A year after posting that I picked up another one on ebay. In a post-apocalyptic world they can be used as currency.

On a side note, my wife is of the opinion there are too many men wearing purple these days.

I recently needed to borrow a larger adjustable spanner from my neighbour to change a bottom bracket. He collects cars. Not matchbox cars like I did when I was a kid. Bentleys. Granted I had more matchbox cars than he has Bentleys.

He's got an old hammer pond on his property. Once upon a time it might have cooled a furnace which produced cannon used by Queen Elizabeth's fleet to defeat the Spanish Armada. Now it's a quiet little reservoir of fish food.

Another wrench, this one a minnow. Bought at a Sears in Ohio, where you have to sign a waiver promising that it's going to be used on a tractor.

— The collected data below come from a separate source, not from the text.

//! Rule-based translation between Paj Ajap and English
//!
//! The crate is fully deterministic: a fixed vocabulary, a numeral codec, a
//! handful of English suffix heuristics and two token-walking pipelines.
//! Anything the rules cannot resolve is marked in the output rather than
//! reported as an error.

pub mod data;
pub mod error;
pub mod loader;
pub mod morphology;
pub mod normalize;
pub mod numerals;
pub mod translator;
pub mod vocabulary;

// Re-export the types most callers need
pub use error::{VocabularyError, VocabularyResult};
pub use loader::{load_store_from_file, load_vocabulary_from_file};
pub use numerals::{from_paj_ajap, is_numeral_text, to_paj_ajap, to_paj_ajap_unsigned};
pub use translator::{Direction, TranslationResult, Translator};
pub use vocabulary::{Candidates, Entry, VocabularyConfig, VocabularyStore};
//! Request and reply types exchanged with a completion provider

use paj_ajap::{Direction, TranslationResult};
use serde::{Deserialize, Serialize};

/// Everything a provider needs to finish a partial translation
#[derive(Debug, Clone, PartialEq, Serialize, Deserialize)]
pub struct CompletionRequest {
    /// Input text as the user typed it
    pub original: String,
    pub direction: Direction,
    /// Best deterministic attempt, with `[word]` markers for gaps
    pub partial: String,
    pub unknown_words: Vec<String>,
}

impl CompletionRequest {
    pub fn new(original: &str, result: &TranslationResult) -> Self {
        Self {
            original: original.to_string(),
            direction: result.direction,
            partial: result.translated.clone(),
            unknown_words: result.unknown_words.clone(),
        }
    }

    /// Render the user message sent to the completion service
    ///
    /// ```text
    /// Original: the cats are happy
    /// Direction: eng_to_pa
    /// Partial: [cats] фok фeþ
    /// Unknown: ["cats"]
    /// Complete the translation.
    /// ```
    pub fn user_message(&self) -> String {
        let unknown = self
            .unknown_words
            .iter()
            .map(|word| format!("{:?}", word))
            .collect::<Vec<_>>()
            .join(", ");
        format!(
            "Original: {}\nDirection: {}\nPartial: {}\nUnknown: [{}]\nComplete the translation.",
            self.original, self.direction, self.partial, unknown
        )
    }
}

/// A provider's finished translation
#[derive(Debug, Clone, PartialEq, Eq, Serialize, Deserialize)]
pub struct Completion {
    pub translated: String,
    #[serde(default)]
    pub explanation: String,
}

impl Completion {
    /// Parse the JSON object a provider returns as message content
    ///
    /// Missing `explanation` is allowed; missing `translated` is not.
    pub fn from_json(content: &str) -> crate::MtResult<Self> {
        Ok(serde_json::from_str(content.trim())?)
    }
}
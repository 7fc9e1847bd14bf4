//! Completion provider trait
//!
//! A provider finishes a translation the rule-based pipelines could only
//! partly resolve. Implementations may call a remote model
//! ([`crate::GroqProvider`]) or answer locally ([`crate::MockCompleter`]).

use crate::data::{Completion, CompletionRequest};
use crate::error::MtResult;
use async_trait::async_trait;

/// Generic trait for completion providers
///
/// All methods are async to support I/O-bound operations like network requests.
#[async_trait]
pub trait CompletionProvider: Send + Sync {
    /// Complete a partial translation
    ///
    /// # Arguments
    ///
    /// * `request` - Original text, direction, partial output and unknown words
    ///
    /// # Returns
    ///
    /// * `Ok(Completion)` - Full translation plus the provider's explanation
    /// * `Err(MtError)` - If the provider is unreachable or its reply is unusable
    async fn complete(&self, request: &CompletionRequest) -> MtResult<Completion>;

    /// Get the name of this provider, used in logs
    fn provider_name(&self) -> &str;
}
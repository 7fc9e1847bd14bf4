//! Mock completion provider for testing
//!
//! Deterministic and API-free, so the hybrid translator can be exercised
//! without keys or network access. Every call is counted.
//!
//! # Example
//!
//! ```ignore
//! use paj_ajap_mt::{MockCompleter, MockMode};
//!
//! let mock = MockCompleter::new(MockMode::Echo);
//! let completion = mock.complete(&request).await?;
//! assert_eq!(mock.calls(), 1);
//! ```

use crate::completer::CompletionProvider;
use crate::data::{Completion, CompletionRequest};
use crate::error::{MtError, MtResult};
use async_trait::async_trait;
use std::sync::Arc;
use std::sync::atomic::{AtomicUsize, Ordering};
use std::time::Duration;

/// Mock completion modes for testing different scenarios
#[derive(Debug, Clone)]
pub enum MockMode {
    /// Always return this completion
    Fixed(Completion),

    /// Return the partial translation with the `[` `]` markers removed
    Echo,

    /// Simulate a provider failure
    Error(String),
}

/// Mock provider; clones share the same call counter
#[derive(Debug, Clone)]
pub struct MockCompleter {
    mode: MockMode,
    /// Optional simulated network delay (in milliseconds)
    delay_ms: u64,
    calls: Arc<AtomicUsize>,
}

impl MockCompleter {
    pub fn new(mode: MockMode) -> Self {
        Self::with_delay(mode, 0)
    }

    /// Create a MockCompleter with simulated network delay
    ///
    /// ```ignore
    /// let mock = MockCompleter::with_delay(MockMode::Echo, 50);
    /// // Each completion will take ~50ms
    /// ```
    pub fn with_delay(mode: MockMode, delay_ms: u64) -> Self {
        Self {
            mode,
            delay_ms,
            calls: Arc::new(AtomicUsize::new(0)),
        }
    }

    /// Shorthand for a mock that always answers `translated`
    pub fn fixed(translated: &str, explanation: &str) -> Self {
        Self::new(MockMode::Fixed(Completion {
            translated: translated.to_string(),
            explanation: explanation.to_string(),
        }))
    }

    /// Number of `complete` calls so far
    pub fn calls(&self) -> usize {
        self.calls.load(Ordering::SeqCst)
    }

    async fn apply_delay(&self) {
        if self.delay_ms > 0 {
            tokio::time::sleep(Duration::from_millis(self.delay_ms)).await;
        }
    }
}

#[async_trait]
impl CompletionProvider for MockCompleter {
    async fn complete(&self, request: &CompletionRequest) -> MtResult<Completion> {
        self.calls.fetch_add(1, Ordering::SeqCst);
        self.apply_delay().await;

        match &self.mode {
            MockMode::Fixed(completion) => Ok(completion.clone()),
            MockMode::Echo => Ok(Completion {
                translated: request.partial.replace(['[', ']'], ""),
                explanation: format!("Echoed partial for {} unknown word(s)", request.unknown_words.len()),
            }),
            MockMode::Error(msg) => Err(MtError::CompletionError(msg.clone())),
        }
    }

    fn provider_name(&self) -> &str {
        "Mock Completer"
    }
}
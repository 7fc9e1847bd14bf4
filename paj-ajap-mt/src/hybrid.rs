//! Hybrid translation: cache, then rules, then a completion provider
//!
//! The deterministic [`Translator`] answers whenever it is confident. Only
//! inputs with unknown words or low confidence reach the provider, and any
//! provider failure falls back to the deterministic output. Every answer is
//! cached under its normalized input, and the output is cached pointing back
//! to the input so the reverse lookup is free.

use crate::cache::{CachedTranslation, TranslationCache, cache_key};
use crate::completer::CompletionProvider;
use crate::data::CompletionRequest;
use paj_ajap::Translator;
use serde::{Deserialize, Serialize};
use std::sync::Arc;
use tracing::{error, info};

/// Minimum deterministic confidence accepted without calling the provider
pub const CONFIDENCE_THRESHOLD: f64 = 0.85;

/// Where a hybrid answer came from
#[derive(Debug, Clone, Copy, PartialEq, Eq, Serialize, Deserialize)]
#[serde(rename_all = "lowercase")]
pub enum Source {
    Cache,
    Deterministic,
    Completion,
}

/// Answer of [`HybridTranslator::translate`]
#[derive(Debug, Clone, PartialEq, Eq, Serialize, Deserialize)]
pub struct HybridTranslation {
    pub translated: String,
    pub explanation: String,
    pub source: Source,
}

impl HybridTranslation {
    fn new(translated: String, explanation: String, source: Source) -> Self {
        Self {
            translated,
            explanation,
            source,
        }
    }
}

pub struct HybridTranslator {
    translator: Arc<Translator>,
    provider: Option<Arc<dyn CompletionProvider>>,
    cache: Arc<TranslationCache>,
    threshold: f64,
}

impl HybridTranslator {
    /// Rules-only translator with a default-sized cache
    pub fn new(translator: Arc<Translator>) -> Self {
        Self {
            translator,
            provider: None,
            cache: Arc::new(TranslationCache::default()),
            threshold: CONFIDENCE_THRESHOLD,
        }
    }

    pub fn with_provider(mut self, provider: Arc<dyn CompletionProvider>) -> Self {
        self.provider = Some(provider);
        self
    }

    pub fn with_cache(mut self, cache: Arc<TranslationCache>) -> Self {
        self.cache = cache;
        self
    }

    pub fn with_threshold(mut self, threshold: f64) -> Self {
        self.threshold = threshold;
        self
    }

    pub fn translator(&self) -> &Translator {
        &self.translator
    }

    pub fn cache(&self) -> &TranslationCache {
        &self.cache
    }

    pub fn provider_name(&self) -> Option<&str> {
        self.provider.as_deref().map(|provider| provider.provider_name())
    }

    /// Translate `text`, never failing
    ///
    /// Blank input gives an empty answer and is not cached.
    pub async fn translate(&self, text: &str) -> HybridTranslation {
        let key = cache_key(text);
        if key.is_empty() {
            return HybridTranslation::new(String::new(), String::new(), Source::Deterministic);
        }

        if let Some(cached) = self.cache.get(&key) {
            info!("Cache hit: '{}'", key);
            return HybridTranslation::new(cached.translation, cached.raw, Source::Cache);
        }

        let answer = self.translate_uncached(text).await;
        self.remember(&key, &answer);
        info!(source = ?answer.source, "Translated '{}'", key);
        answer
    }

    async fn translate_uncached(&self, text: &str) -> HybridTranslation {
        let result = self.translator.translate(text);
        if result.is_confident(self.threshold) {
            return HybridTranslation::new(
                result.translated,
                result.explanation,
                Source::Deterministic,
            );
        }

        let Some(provider) = self.provider.as_deref() else {
            return HybridTranslation::new(
                result.translated,
                result.explanation,
                Source::Deterministic,
            );
        };

        info!(
            confidence = result.confidence,
            unknown = ?result.unknown_words,
            "Completion fallback via {}",
            provider.provider_name()
        );
        let request = CompletionRequest::new(text, &result);
        match provider.complete(&request).await {
            Ok(completion) => HybridTranslation::new(
                completion.translated,
                completion.explanation,
                Source::Completion,
            ),
            Err(e) => {
                error!("Completion via {} failed: {}", provider.provider_name(), e);
                HybridTranslation::new(result.translated, result.explanation, Source::Deterministic)
            }
        }
    }

    fn remember(&self, key: &str, answer: &HybridTranslation) {
        self.cache.insert(
            key.to_string(),
            CachedTranslation {
                translation: answer.translated.clone(),
                raw: answer.explanation.clone(),
            },
        );

        let reverse_key = cache_key(&answer.translated);
        if !reverse_key.is_empty() && reverse_key != key && !self.cache.contains(&reverse_key) {
            self.cache.insert(
                reverse_key,
                CachedTranslation {
                    translation: key.to_string(),
                    raw: format!("Reverse cached from: {}", key),
                },
            );
        }
    }
}

impl std::fmt::Debug for HybridTranslator {
    fn fmt(&self, f: &mut std::fmt::Formatter<'_>) -> std::fmt::Result {
        f.debug_struct("HybridTranslator")
            .field("provider", &self.provider_name())
            .field("cache_len", &self.cache.len())
            .field("threshold", &self.threshold)
            .finish()
    }
}
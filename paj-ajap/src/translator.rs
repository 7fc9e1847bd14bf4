//! Deterministic Paj Ajap ↔ English translation
//!
//! [`Translator::translate`] detects the input language and runs one of two
//! pipelines. Both try whole-input shortcuts first (numerals, compound
//! phrases), then walk the tokens left to right: longest compound window
//! first, then single-word lookup. Every token that cannot be resolved is
//! kept in the output as `[word]` and listed in `unknown_words`; translation
//! itself never fails.
//!
//! # Example
//!
//! ```ignore
//! use paj_ajap::{Direction, Translator};
//!
//! let translator = Translator::default();
//!
//! let result = translator.translate("the boys are happy");
//! assert_eq!(result.translated, "ksonwa фok фeþ");
//! assert_eq!(result.direction, Direction::EnglishToPaj);
//!
//! let result = translator.translate("þaßowa");
//! assert_eq!(result.translated, "legs");
//! ```

use crate::morphology::{analyze, pluralize_english};
use crate::normalize::normalize_english;
use crate::numerals::{from_paj_ajap, is_numeral_text, to_paj_ajap_unsigned};
use crate::vocabulary::VocabularyStore;
use serde::{Deserialize, Serialize};
use tracing::debug;

/// Letters that only occur in Paj Ajap
pub const PAJ_GLYPHS: [char; 4] = ['þ', 'ф', 'ß', 'ç'];

/// Longest compound window tried in each direction
const ENGLISH_WINDOW: usize = 5;
const PAJ_WINDOW: usize = 6;

const PLURAL_SUFFIX: &str = "wa";
const PROGRESSIVE_PARTICLE: &str = "þi";
const PAST_PARTICLE: &str = "jo";
const AGENT_PARTICLE: &str = "ej";
const OPPOSITE_MARK: char = '\'';
const NOT_PREFIX: &str = "not-";

/// English words dropped before lookup: articles, light auxiliaries,
/// discourse adverbs, prepositions and modals
const SKIP_WORDS: &[&str] = &[
    "a", "an", "the", "to", "of", "am", "is", "are", "be", "been", "being", "was", "were", "does",
    "very", "really", "just", "also", "at", "on", "for", "with", "from", "but", "or", "if", "when",
    "where", "while", "than", "about", "up", "down", "out", "into", "can", "could", "would",
    "should", "may", "might", "must", "shall",
];

/// Translation direction
#[derive(Debug, Clone, Copy, PartialEq, Eq, Hash, Serialize, Deserialize)]
pub enum Direction {
    #[serde(rename = "eng_to_pa")]
    EnglishToPaj,
    #[serde(rename = "pa_to_eng")]
    PajToEnglish,
}

impl Direction {
    pub fn as_str(&self) -> &'static str {
        match self {
            Direction::EnglishToPaj => "eng_to_pa",
            Direction::PajToEnglish => "pa_to_eng",
        }
    }
}

impl std::fmt::Display for Direction {
    fn fmt(&self, f: &mut std::fmt::Formatter<'_>) -> std::fmt::Result {
        f.write_str(self.as_str())
    }
}

/// Outcome of one deterministic translation
#[derive(Debug, Clone, PartialEq, Serialize, Deserialize)]
pub struct TranslationResult {
    /// Output text; unresolved tokens appear as `[token]`
    pub translated: String,
    /// Per-step trace joined with `"; "`
    pub explanation: String,
    /// Matched weight over total weight, in `[0, 1]`
    pub confidence: f64,
    /// Unresolved tokens in input order
    pub unknown_words: Vec<String>,
    pub direction: Direction,
}

impl TranslationResult {
    /// A fully resolved result (confidence 1.0, no unknowns)
    fn exact(translated: String, explanation: String, direction: Direction) -> Self {
        Self {
            translated,
            explanation,
            confidence: 1.0,
            unknown_words: Vec::new(),
            direction,
        }
    }

    fn empty(direction: Direction) -> Self {
        Self::exact(String::new(), String::new(), direction)
    }

    /// True if the result reaches `threshold` and left nothing unresolved
    pub fn is_confident(&self, threshold: f64) -> bool {
        self.confidence >= threshold && self.unknown_words.is_empty()
    }
}

/// Running tally of a token walk
#[derive(Default)]
struct Walk {
    parts: Vec<String>,
    trace: Vec<String>,
    unknown_words: Vec<String>,
    matched: usize,
    total: usize,
}

impl Walk {
    fn compound(&mut self, phrase: &str, translation: &str, width: usize) {
        self.trace.push(format!("'{}' → '{}'", phrase, translation));
        self.parts.push(translation.to_string());
        self.matched += width;
        self.total += width;
    }

    fn skipped(&mut self, word: &str) {
        self.trace.push(format!("'{}' (skipped)", word));
    }

    fn resolved(&mut self, word: &str, translation: String) {
        self.trace.push(format!("'{}' → '{}'", word, translation));
        self.parts.push(translation);
        self.matched += 1;
        self.total += 1;
    }

    fn unknown(&mut self, word: &str) {
        self.trace.push(format!("'{}' → UNKNOWN", word));
        self.parts.push(format!("[{}]", word));
        self.unknown_words.push(word.to_string());
        self.total += 1;
    }

    fn finish(self, direction: Direction) -> TranslationResult {
        TranslationResult {
            translated: self.parts.join(" "),
            explanation: self.trace.join("; "),
            confidence: self.matched as f64 / self.total.max(1) as f64,
            unknown_words: self.unknown_words,
            direction,
        }
    }
}

/// Longest compound at the start of `words`, trying widths `max_width` down to 2
fn longest_compound<'s>(
    words: &[&str],
    max_width: usize,
    lookup: impl Fn(&str) -> Option<&'s str>,
) -> Option<(usize, String, &'s str)> {
    (2..=max_width.min(words.len())).rev().find_map(|width| {
        let phrase = words[..width].join(" ");
        lookup(&phrase).map(|found| (width, phrase, found))
    })
}

/// Rule-based translator over an immutable vocabulary
///
/// `Translator` holds no mutable state; share one instance (e.g. behind an
/// `Arc`) between threads.
#[derive(Debug, Clone)]
pub struct Translator {
    store: VocabularyStore,
}

impl Translator {
    pub fn new(store: VocabularyStore) -> Self {
        Self { store }
    }

    pub fn store(&self) -> &VocabularyStore {
        &self.store
    }

    /// Detect the language of `text` and translate it into the other one
    pub fn translate(&self, text: &str) -> TranslationResult {
        let result = match self.detect_language(text) {
            Direction::PajToEnglish => self.paj_to_english(text),
            Direction::EnglishToPaj => self.english_to_paj(text),
        };
        debug!(
            direction = %result.direction,
            confidence = result.confidence,
            unknown = result.unknown_words.len(),
            "Translated {:?} → {:?}",
            text,
            result.translated
        );
        result
    }

    /// Paj Ajap if the text contains a Paj Ajap letter or if more than half
    /// of its tokens are Paj Ajap words; English otherwise
    pub fn detect_language(&self, text: &str) -> Direction {
        if text.chars().any(|c| PAJ_GLYPHS.contains(&c)) {
            return Direction::PajToEnglish;
        }
        let lowered = text.to_lowercase();
        let words: Vec<&str> = lowered.split_whitespace().collect();
        if words.is_empty() {
            return Direction::EnglishToPaj;
        }
        let hits = words
            .iter()
            .filter(|word| self.store.lookup_paj(word).is_some())
            .count();
        if hits * 2 > words.len() {
            Direction::PajToEnglish
        } else {
            Direction::EnglishToPaj
        }
    }

    /// Translate English text into Paj Ajap
    pub fn english_to_paj(&self, text: &str) -> TranslationResult {
        let direction = Direction::EnglishToPaj;
        if text.trim().is_empty() {
            return TranslationResult::empty(direction);
        }
        let normalized = normalize_english(text);

        if let Some(paj) = self.store.compound_from_english(&normalized) {
            return TranslationResult::exact(
                paj.to_string(),
                format!("Compound: '{}' → '{}'", normalized, paj),
                direction,
            );
        }

        if let Ok(number) = normalized.parse::<u128>() {
            let paj = to_paj_ajap_unsigned(number);
            let explanation = format!("Number: {} → '{}'", number, paj);
            return TranslationResult::exact(paj, explanation, direction);
        }

        let words: Vec<&str> = normalized.split_whitespace().collect();
        let mut walk = Walk::default();
        let mut i = 0;
        while i < words.len() {
            if let Some((width, phrase, paj)) =
                longest_compound(&words[i..], ENGLISH_WINDOW, |phrase| {
                    self.store.compound_from_english(phrase)
                })
            {
                walk.compound(&phrase, paj, width);
                i += width;
                continue;
            }

            let word = words[i];
            i += 1;
            if SKIP_WORDS.contains(&word) {
                walk.skipped(word);
                continue;
            }
            match self.resolve_english_word(word) {
                Some(paj) => walk.resolved(word, paj),
                None => walk.unknown(word),
            }
        }
        walk.finish(direction)
    }

    /// Look up one English word, falling back to its stems, and inflect the result
    fn resolve_english_word(&self, word: &str) -> Option<String> {
        let analysis = analyze(word);
        let (candidates, used) = std::iter::once(word)
            .chain(analysis.stems())
            .find_map(|form| {
                let candidates = self.store.lookup_english(form);
                (!candidates.is_empty()).then_some((candidates, form))
            })?;
        let entry = candidates.first()?;
        let from_stem = used != word;

        let mut paj = entry.word().to_string();
        if analysis.plural.matched {
            if paj.contains(' ') {
                paj = format!("{} {}", paj, PLURAL_SUFFIX);
            } else if entry.has_pos("noun") {
                paj.push_str(PLURAL_SUFFIX);
            }
        }
        if analysis.progressive.matched && from_stem {
            paj = format!("{} {}", paj, PROGRESSIVE_PARTICLE);
        }
        if analysis.past.matched && from_stem {
            paj = format!("{} {}", PAST_PARTICLE, paj);
        }
        if analysis.comparative.matched && from_stem && !entry.has_pos("noun") {
            paj = format!("{} {}", paj, AGENT_PARTICLE);
        }
        Some(paj)
    }

    /// Translate Paj Ajap text into English
    pub fn paj_to_english(&self, text: &str) -> TranslationResult {
        let direction = Direction::PajToEnglish;
        let text = text.trim();
        if text.is_empty() {
            return TranslationResult::empty(direction);
        }

        if is_numeral_text(text) {
            if let Some(value) = from_paj_ajap(text) {
                return TranslationResult::exact(
                    value.to_string(),
                    format!("Number: '{}' → {}", text, value),
                    direction,
                );
            }
        }

        if let Some(english) = self.store.compound_from_paj(text) {
            return TranslationResult::exact(
                english.to_string(),
                format!("Compound: '{}' → '{}'", text, english),
                direction,
            );
        }

        let words: Vec<&str> = text.split_whitespace().collect();
        let mut walk = Walk::default();
        let mut i = 0;
        while i < words.len() {
            if let Some((width, phrase, english)) =
                longest_compound(&words[i..], PAJ_WINDOW, |phrase| {
                    self.store.compound_from_paj(phrase)
                })
            {
                walk.compound(&phrase, english, width);
                i += width;
                continue;
            }

            let word = words[i];
            i += 1;
            match self.resolve_paj_word(word) {
                Some(english) => walk.resolved(word, english),
                None => walk.unknown(word),
            }
        }
        walk.finish(direction)
    }

    /// Look up one Paj Ajap word, reading the opposite mark and plural suffix
    fn resolve_paj_word(&self, word: &str) -> Option<String> {
        // a registered word such as "noj'" keeps its own meaning
        let opposite = word.ends_with(OPPOSITE_MARK) && !self.store.is_paj_word(word);
        let mut base = if opposite {
            word.trim_end_matches(OPPOSITE_MARK)
        } else {
            word
        };

        let mut plural = false;
        if let Some(singular) = base.strip_suffix(PLURAL_SUFFIX) {
            if base.chars().count() > 2 && self.store.lookup_paj(singular).is_some() {
                base = singular;
                plural = true;
            }
        }

        let entry = self
            .store
            .lookup_paj(word)
            .or_else(|| self.store.lookup_paj(base))?;
        let mut meaning = entry.primary().to_string();
        if plural {
            meaning = pluralize_english(&meaning);
        }
        if opposite {
            meaning = format!("{}{}", NOT_PREFIX, meaning);
        }
        Some(meaning)
    }
}

impl Default for Translator {
    fn default() -> Self {
        Self::new(VocabularyStore::embedded())
    }
}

The phone is for scale, a Nokia being a standard unit of measurement

The new best tyre lever in the world, apparently designed by the same people who brought us the Gherkin:


So judged after helping me remove Primo Comets from my folder, a test which some tribes in the Amazon use to prove manhood. Pedro broke.

The photo used on the puncture repair page will not be replaced due to Photoshop time invested.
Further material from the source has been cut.